An avid environmentalist, Nicola inspires communities to steward the soil, grow edibles and increase pollinator corridors in under-utilized green spaces. She first created an Urban Bioshelter at her home in Kitchener and then the first Food Forest at Kitchener’s Forest Heights Community Centre in 2015 followed by the Edible Trails project. Through her commitment to increasing community awareness of sustainable ecological land practices, she has been recognized as one of Canada’s “Top 100 Black Women to Watch 2016”, City of Kitchener Environmental Leader 2019 and a Heart of the City National Park Delegate.

Zehra Nawab
Zehra Nawab is a multidisciplinary artist. She is an actor, director and writer for repertory theater and film. She has most recently acted in the original play ‘Dear Baby’ and in the adaptation of the ‘Bald Soprano’. Zehra is the writer and co-director of documentaries ‘Home Truths,’ exhibited as part of the travelling Making Heimet exhibit from the Venice Biennale and ‘Mad Mad Mad Mad Film World’ produced by the Contemporary Art Gallery, Vancouver. She is currently working on two documentaries and directing the play, ‘Toronto 1989’. She was a part of the Women + Room sessions 2020 by Pat The Dog Theatre, and was also a recipient of the X Page fellowship for script-writing and performance.
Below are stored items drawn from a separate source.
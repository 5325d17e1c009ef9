use std::{
    fmt::Debug,
    fs::{self, File},
    io::{self, Read},
    path::{Path, PathBuf},
};

use parking_lot::Mutex;
use tracing::warn;
use zip::{ZipArchive, result::ZipError};

use crate::error::LoadError;

mod bootstrap;
pub use bootstrap::BootstrapClassLoader;

/// One element of the class path.
pub trait ClassPathEntry: Debug + Send + Sync {
    fn name(&self) -> &str;
    /// `file_name` is the binary class name followed by `.class`.
    /// A missing file is `Ok(None)`, not an error.
    fn find_class(&self, file_name: &str) -> Result<Option<Vec<u8>>, LoadError>;
}

/// Opens `path` as a directory or jar entry. Anything else is skipped.
pub fn open_class_path_entry(path: &Path) -> Result<Option<Box<dyn ClassPathEntry>>, LoadError> {
    if path.is_dir() {
        return Ok(Some(Box::new(DirectoryEntry::new(path))));
    }
    let is_archive = path
        .extension()
        .is_some_and(|ext| ext == "jar" || ext == "zip");
    if is_archive && path.is_file() {
        return Ok(Some(Box::new(JarEntry::open(path)?)));
    }
    warn!(path = %path.display(), "ignoring class path entry");
    Ok(None)
}

#[derive(Debug)]
pub struct DirectoryEntry {
    name: String,
    base_path: PathBuf,
}

impl DirectoryEntry {
    pub fn new(base_path: impl Into<PathBuf>) -> Self {
        let base_path = base_path.into();
        Self {
            name: base_path.display().to_string(),
            base_path,
        }
    }
}

impl ClassPathEntry for DirectoryEntry {
    fn name(&self) -> &str {
        &self.name
    }

    fn find_class(&self, file_name: &str) -> Result<Option<Vec<u8>>, LoadError> {
        match fs::read(self.base_path.join(file_name)) {
            Ok(bytes) => Ok(Some(bytes)),
            Err(err) if err.kind() == io::ErrorKind::NotFound => Ok(None),
            Err(err) => Err(err.into()),
        }
    }
}

#[derive(Debug)]
pub struct JarEntry {
    name: String,
    archive: Mutex<ZipArchive<File>>,
}

impl JarEntry {
    pub fn open(path: impl AsRef<Path>) -> Result<Self, LoadError> {
        let path = path.as_ref();
        let archive = ZipArchive::new(File::open(path)?)?;
        Ok(Self {
            name: path.display().to_string(),
            archive: Mutex::new(archive),
        })
    }
}

impl ClassPathEntry for JarEntry {
    fn name(&self) -> &str {
        &self.name
    }

    fn find_class(&self, file_name: &str) -> Result<Option<Vec<u8>>, LoadError> {
        let mut archive = self.archive.lock();
        let mut class_file = match archive.by_name(file_name) {
            Ok(class_file) => class_file,
            Err(ZipError::FileNotFound) => return Ok(None),
            Err(err) => return Err(err.into()),
        };
        let mut content = Vec::with_capacity(class_file.size() as usize);
        class_file.read_to_end(&mut content)?;
        Ok(Some(content))
    }
}
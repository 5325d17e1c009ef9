use std::{path::PathBuf, sync::Arc};

use tracing::info;

use crate::{
    class::{ParserOptions, Symbol},
    error::LoadError,
    runtime::{BootstrapClassLoader, InstanceKlass, SymbolTable, open_class_path_entry},
};

#[derive(Debug, Clone, Default)]
pub struct VmOptions {
    class_path: Vec<PathBuf>,
    initial_class: Option<String>,
    parser_options: ParserOptions,
}

impl VmOptions {
    pub fn new() -> Self {
        Self::default()
    }

    /// Appends a directory, `.jar` or `.zip` to the class path.
    pub fn class_path(mut self, path: impl Into<PathBuf>) -> Self {
        self.class_path.push(path.into());
        self
    }

    /// A binary class name such as `com/example/Main`, or the path of a
    /// `.class` file.
    pub fn initial_class(mut self, class: impl Into<String>) -> Self {
        self.initial_class = Some(class.into());
        self
    }

    pub fn parser_options(mut self, parser_options: ParserOptions) -> Self {
        self.parser_options = parser_options;
        self
    }
}

/// One running VM instance. Owns the symbol table and the bootstrap loader;
/// both live exactly as long as the `Vm`.
#[derive(Debug)]
pub struct Vm {
    symbol_table: Arc<SymbolTable>,
    class_loader: BootstrapClassLoader,
    initial_class: Option<String>,
}

impl Vm {
    pub fn new(options: VmOptions) -> Result<Self, LoadError> {
        let symbol_table = Arc::new(SymbolTable::new());
        let mut class_loader =
            BootstrapClassLoader::new(Arc::clone(&symbol_table), options.parser_options);
        for path in &options.class_path {
            if let Some(entry) = open_class_path_entry(path)? {
                class_loader.add_class_path_entry(entry);
            }
        }
        Ok(Self {
            symbol_table,
            class_loader,
            initial_class: options.initial_class,
        })
    }

    pub fn symbol_table(&self) -> &Arc<SymbolTable> {
        &self.symbol_table
    }

    pub fn class_loader(&self) -> &BootstrapClassLoader {
        &self.class_loader
    }

    pub fn symbol(&self, value: &str) -> Arc<Symbol> {
        self.symbol_table.intern(Symbol::from_str(value))
    }

    pub fn load_class(&self, name: &str) -> Result<Arc<InstanceKlass>, LoadError> {
        self.class_loader.load_class(&self.symbol(name))
    }

    /// Loads the initial class, if one was configured.
    pub fn start(&self) -> Result<Option<Arc<InstanceKlass>>, LoadError> {
        let Some(initial_class) = &self.initial_class else {
            return Ok(None);
        };
        let klass = if initial_class.ends_with(".class") {
            self.class_loader.define_class(initial_class)?
        } else {
            self.load_class(initial_class)?
        };
        info!(class = %klass.name, "vm started");
        Ok(Some(klass))
    }
}
use std::sync::Arc;

use dashmap::DashMap;

use crate::class::Symbol;

/// Deduplicates symbols across every class decoded by one VM.
///
/// Buckets are keyed by the symbol hash. Insertion holds the bucket's shard
/// lock for the whole check-then-push, so two threads offering equal content
/// agree on a single winner.
#[derive(Debug, Default)]
pub struct SymbolTable {
    table: DashMap<u32, Vec<Arc<Symbol>>>,
}

impl SymbolTable {
    pub fn new() -> Self {
        Self {
            table: DashMap::new(),
        }
    }

    /// Returns `false` if an equal symbol is already present.
    pub fn put_symbol(&self, symbol: &Arc<Symbol>) -> bool {
        let mut bucket = self.table.entry(symbol.hash_value()).or_default();
        if bucket.iter().any(|s| s.equals(symbol)) {
            return false;
        }
        bucket.push(Arc::clone(symbol));
        true
    }

    /// Like [`SymbolTable::put_symbol`], but hands back the instance every
    /// caller must use from now on.
    pub fn intern(&self, symbol: Arc<Symbol>) -> Arc<Symbol> {
        let mut bucket = self.table.entry(symbol.hash_value()).or_default();
        if let Some(existing) = bucket.iter().find(|s| s.equals(&symbol)) {
            return Arc::clone(existing);
        }
        bucket.push(Arc::clone(&symbol));
        symbol
    }

    pub fn contains(&self, symbol: &Symbol) -> bool {
        self.table
            .get(&symbol.hash_value())
            .is_some_and(|bucket| bucket.iter().any(|s| s.equals(symbol)))
    }

    pub fn lookup(&self, bytes: &[u8]) -> Option<Arc<Symbol>> {
        let bucket = self.table.get(&Symbol::bytes_hash(bytes))?;
        bucket.iter().find(|s| s.equals_bytes(bytes)).cloned()
    }

    pub fn len(&self) -> usize {
        self.table.iter().map(|bucket| bucket.len()).sum()
    }

    pub fn is_empty(&self) -> bool {
        self.len() == 0
    }
}
use std::sync::Arc;

mod symbol;

pub use symbol::*;

use crate::consts::{ElementValueTag, FieldAccessFlag};

#[derive(Debug, Clone)]
pub struct FieldInfo {
    pub(crate) access_flags: FieldAccessFlag,
    pub(crate) name: Arc<Symbol>,
    pub(crate) descriptor: Arc<Symbol>,
    // only recorded for static fields
    pub(crate) constant_value_index: Option<u16>,
    pub(crate) signature: Option<Arc<Symbol>>,
    pub(crate) synthetic: bool,
    pub(crate) deprecated: bool,
    pub(crate) runtime_visible_annotations: Vec<Annotation>,
    pub(crate) runtime_invisible_annotations: Vec<Annotation>,
}

impl FieldInfo {
    pub(crate) fn new(
        access_flags: FieldAccessFlag,
        name: Arc<Symbol>,
        descriptor: Arc<Symbol>,
    ) -> Self {
        Self {
            access_flags,
            name,
            descriptor,
            constant_value_index: None,
            signature: None,
            synthetic: false,
            deprecated: false,
            runtime_visible_annotations: vec![],
            runtime_invisible_annotations: vec![],
        }
    }

    pub fn access_flags(&self) -> FieldAccessFlag {
        self.access_flags
    }

    pub fn name(&self) -> &Arc<Symbol> {
        &self.name
    }

    pub fn descriptor(&self) -> &Arc<Symbol> {
        &self.descriptor
    }

    pub fn is_static(&self) -> bool {
        self.access_flags.contains(FieldAccessFlag::STATIC)
    }

    pub fn constant_value_index(&self) -> Option<u16> {
        self.constant_value_index
    }

    pub fn signature(&self) -> Option<&Arc<Symbol>> {
        self.signature.as_ref()
    }

    pub fn is_synthetic(&self) -> bool {
        self.synthetic || self.access_flags.contains(FieldAccessFlag::SYNTHETIC)
    }

    pub fn is_deprecated(&self) -> bool {
        self.deprecated
    }

    pub fn runtime_visible_annotations(&self) -> &[Annotation] {
        &self.runtime_visible_annotations
    }

    pub fn runtime_invisible_annotations(&self) -> &[Annotation] {
        &self.runtime_invisible_annotations
    }
}

#[derive(Debug, Clone)]
pub struct Annotation {
    pub(crate) type_name: Arc<Symbol>,
    pub(crate) element_value_pairs: Vec<ElementValuePair>,
}

impl Annotation {
    pub fn type_name(&self) -> &Arc<Symbol> {
        &self.type_name
    }

    pub fn element_value_pairs(&self) -> &[ElementValuePair] {
        &self.element_value_pairs
    }
}

#[derive(Debug, Clone)]
pub struct ElementValuePair {
    pub(crate) name: Arc<Symbol>,
    pub(crate) value: ElementValue,
}

impl ElementValuePair {
    pub fn name(&self) -> &Arc<Symbol> {
        &self.name
    }

    pub fn value(&self) -> &ElementValue {
        &self.value
    }
}

#[derive(Debug, Clone)]
pub enum ElementValue {
    /// A primitive or string constant, kept as its constant pool index.
    Const {
        tag: ElementValueTag,
        const_value_index: u16,
    },
    EnumConst {
        type_name: Arc<Symbol>,
        const_name: Arc<Symbol>,
    },
    Class(Arc<Symbol>),
    Annotation(Annotation),
    Array(Vec<ElementValue>),
}
use nom::{
    IResult, Parser,
    branch::alt,
    bytes::complete::take_till1,
    character::complete::{char, one_of},
    combinator::{all_consuming, map, value, verify},
    multi::{many0, many1_count},
    sequence::delimited,
};

use crate::consts::ConstantType;

pub const MAX_ARRAY_DIMENSIONS: usize = 255;

#[derive(Debug, Clone, PartialEq, Eq, Hash)]
pub struct FieldDescriptor(pub(crate) FieldType);

impl FieldDescriptor {
    pub fn field_type(&self) -> &FieldType {
        &self.0
    }
}

#[derive(Debug, Clone, PartialEq, Eq)]
pub struct MethodDescriptor {
    pub(crate) parameters: Vec<FieldType>,
    pub(crate) return_type: ReturnType,
}

impl MethodDescriptor {
    pub fn parameters(&self) -> &[FieldType] {
        &self.parameters
    }

    pub fn return_type(&self) -> Option<&FieldType> {
        self.return_type.as_ref()
    }
}

pub type ReturnType = Option<FieldType>;

#[derive(Debug, PartialEq, Eq, Clone, Hash)]
pub enum FieldType {
    Byte,
    Char,
    Double,
    Float,
    Int,
    Long,
    Object(String),
    Short,
    Boolean,
    Array(Box<FieldType>),
}

impl FieldType {
    pub fn is_wide(&self) -> bool {
        matches!(self, FieldType::Long | FieldType::Double)
    }

    /// Pool entry kind a `ConstantValue` attribute must point at for a field
    /// of this type, if the type can have one at all.
    pub fn constant_type(&self) -> Option<ConstantType> {
        match self {
            FieldType::Byte
            | FieldType::Char
            | FieldType::Short
            | FieldType::Int
            | FieldType::Boolean => Some(ConstantType::Integer),
            FieldType::Float => Some(ConstantType::Float),
            FieldType::Long => Some(ConstantType::Long),
            FieldType::Double => Some(ConstantType::Double),
            FieldType::Object(class_name) if class_name == "java/lang/String" => {
                Some(ConstantType::String)
            }
            FieldType::Object(_) | FieldType::Array(_) => None,
        }
    }
}

pub fn parse_field_descriptor(input: &str) -> IResult<&str, FieldDescriptor> {
    all_consuming(map(parse_field_type, FieldDescriptor)).parse(input)
}

pub fn parse_method_descriptor(input: &str) -> IResult<&str, MethodDescriptor> {
    all_consuming(map(
        (
            delimited(char('('), many0(parse_field_type), char(')')),
            parse_return_type_descriptor,
        ),
        |(parameters, return_type): (Vec<FieldType>, ReturnType)| MethodDescriptor {
            parameters,
            return_type,
        },
    ))
    .parse(input)
}

pub fn parse_return_type_descriptor(input: &str) -> IResult<&str, ReturnType> {
    alt((map(parse_field_type, Some), value(None, char('V')))).parse(input)
}

pub fn is_valid_field_descriptor(descriptor: &str) -> bool {
    parse_field_descriptor(descriptor).is_ok()
}

pub fn is_valid_method_descriptor(descriptor: &str) -> bool {
    parse_method_descriptor(descriptor).is_ok()
}

fn parse_field_type(input: &str) -> IResult<&str, FieldType> {
    alt((parse_base_type, parse_object_type, parse_array_type)).parse(input)
}

fn parse_base_type(input: &str) -> IResult<&str, FieldType> {
    map(one_of("BCDFIJSZ"), |ch: char| match ch {
        'B' => FieldType::Byte,
        'C' => FieldType::Char,
        'D' => FieldType::Double,
        'F' => FieldType::Float,
        'I' => FieldType::Int,
        'J' => FieldType::Long,
        'S' => FieldType::Short,
        'Z' => FieldType::Boolean,
        _ => unreachable!(),
    })
    .parse(input)
}

fn parse_object_type(input: &str) -> IResult<&str, FieldType> {
    map(
        delimited(
            char('L'),
            verify(
                take_till1(|c: char| matches!(c, ';' | '.' | '[')),
                is_valid_class_name,
            ),
            char(';'),
        ),
        |class_name: &str| FieldType::Object(class_name.to_string()),
    )
    .parse(input)
}

fn parse_array_type(input: &str) -> IResult<&str, FieldType> {
    let (input, dimensions) = verify(many1_count(char('[')), |dimensions: &usize| {
        *dimensions <= MAX_ARRAY_DIMENSIONS
    })
    .parse(input)?;
    let (input, element) = alt((parse_base_type, parse_object_type)).parse(input)?;
    let field_type = (0..dimensions).fold(element, |inner, _| FieldType::Array(Box::new(inner)));
    Ok((input, field_type))
}

// binary names use '/' between non-empty segments
fn is_valid_class_name(name: &str) -> bool {
    !name.split('/').any(str::is_empty)
}
mod class_loader;
mod structs;
mod symbol_table;
mod vm;

pub use class_loader::*;
pub use structs::*;
pub use symbol_table::*;
pub use vm::*;
//! Curve Launch Rust SDK
//!
//! Two-party pool creation for bonding-curve token launches on Solana.
//! A service-held, single-use keypair becomes the new token's mint and
//! co-signs the pool-creation transaction; the user's wallet adds the second
//! signature; the keypair is retired once the transaction is broadcast.
//!
//! # Quick Start
//!
//! ```rust,no_run
//! use std::sync::Arc;
//! use curve_launch_sdk::{
//!     CredentialReservations, CredentialStore, HttpAssetUploader, HttpBroadcaster,
//!     KeypairWallet, LogoAsset, PoolCreationOrchestrator, PoolCreationRequest,
//! };
//! use solana_sdk::signature::Keypair;
//!
//! #[tokio::main]
//! async fn main() -> Result<(), Box<dyn std::error::Error>> {
//!     let store = CredentialStore::new("keypairs", "used_keypairs");
//!     let orchestrator = PoolCreationOrchestrator::new(
//!         Arc::new(CredentialReservations::new(store, "claims")),
//!         Arc::new(HttpAssetUploader::new("https://launch.example/api/upload")),
//!         Arc::new(HttpBroadcaster::new("https://launch.example/api/send-transaction")),
//!     );
//!
//!     let request = PoolCreationRequest {
//!         token_name:   "Virtual Coin".into(),
//!         token_symbol: "VIRT".into(),
//!         logo:         Some(LogoAsset::from_bytes(std::fs::read("logo.png")?)),
//!         website:      None,
//!         twitter:      None,
//!     };
//!     let wallet = KeypairWallet::new(Keypair::new()); // the user's funded wallet
//!     let outcome = orchestrator.run(&request, Some(&wallet)).await?;
//!     println!("Pool created! mint: {}  tx: {}", outcome.mint, outcome.signature);
//!
//!     Ok(())
//! }
//! ```
//!
//! # Feature Overview
//!
//! | Item | Description |
//! |------|-------------|
//! | [`CredentialStore`] | Available / consumed keypair pools on disk |
//! | [`CredentialReservations`] | Exclusive, expiring claims over the available pool |
//! | [`PoolCreationOrchestrator::run`] | Whole creation flow with a local wallet |
//! | [`PoolCreationOrchestrator::prepare`] | Co-signed transaction for an external wallet |
//! | [`PoolCreationOrchestrator::complete`] | Verify, broadcast and retire |
//! | [`PoolDirectoryReader::list_pools_by_creator`] | Pools by creator, with token metadata |
//! | [`vanity::grind_into`] | Provision keypairs with a vanity address suffix |

pub mod collaborators;
pub mod credentials;
pub mod directory;
pub mod error;
pub mod orchestrator;
pub mod pending;
pub mod reservations;
pub mod state;
pub mod transaction;
pub mod types;
pub mod vanity;

pub use collaborators::{
    AssetUploader, Broadcaster, HttpAssetUploader, HttpBroadcaster, KeypairWallet, RpcBroadcaster,
    WalletSigner,
};
pub use credentials::{Credential, CredentialHandle, CredentialStore};
pub use directory::{
    CreatorPools, JupiterTokenClient, PoolDirectoryReader, PoolEntry, PoolSource, RpcPoolSource,
    TokenMetadata, TokenMetadataSource,
};
pub use error::{Error, Result};
pub use orchestrator::PoolCreationOrchestrator;
pub use pending::{PendingCreations, PendingEntry};
pub use reservations::{Claim, CredentialReservations};
pub use state::VirtualPoolState;
pub use types::*;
Zehra is receiving training as a Bharatanatayam classical dancer. She posts about her work regularly on Instagram @zehra_nawab and on Twitter @zehra_nawab.  

Jane Watson
Jane has been a creator, actor, director and producer of theater and film in KW and Guelph. Her creative career has waxed and waned over the years as she slipped into the different roles of mother, teacher and most recently entrepreneur, however, the underlying passion to create has never abated. Her two self produced short films are Charlie (which won WON Kitchener’s inaugural Breaking Films Independent Film and Art Fest and was selected for the Grand River Film Fest), and Liaison, which recently premiered at the Blood on the Snow Festival in Toronto. Recent performances in local theater include I Hate Hamlet and Twelfth Night and she won local awards for her roles in Affections of May and Rabbit Hole. She was a member of The Women’s Room 2019-2020 with Pat the Dog, during which she met some amazingly cool women for which she is truly thankful. Now she is focusing on writing her first full script, Lady M.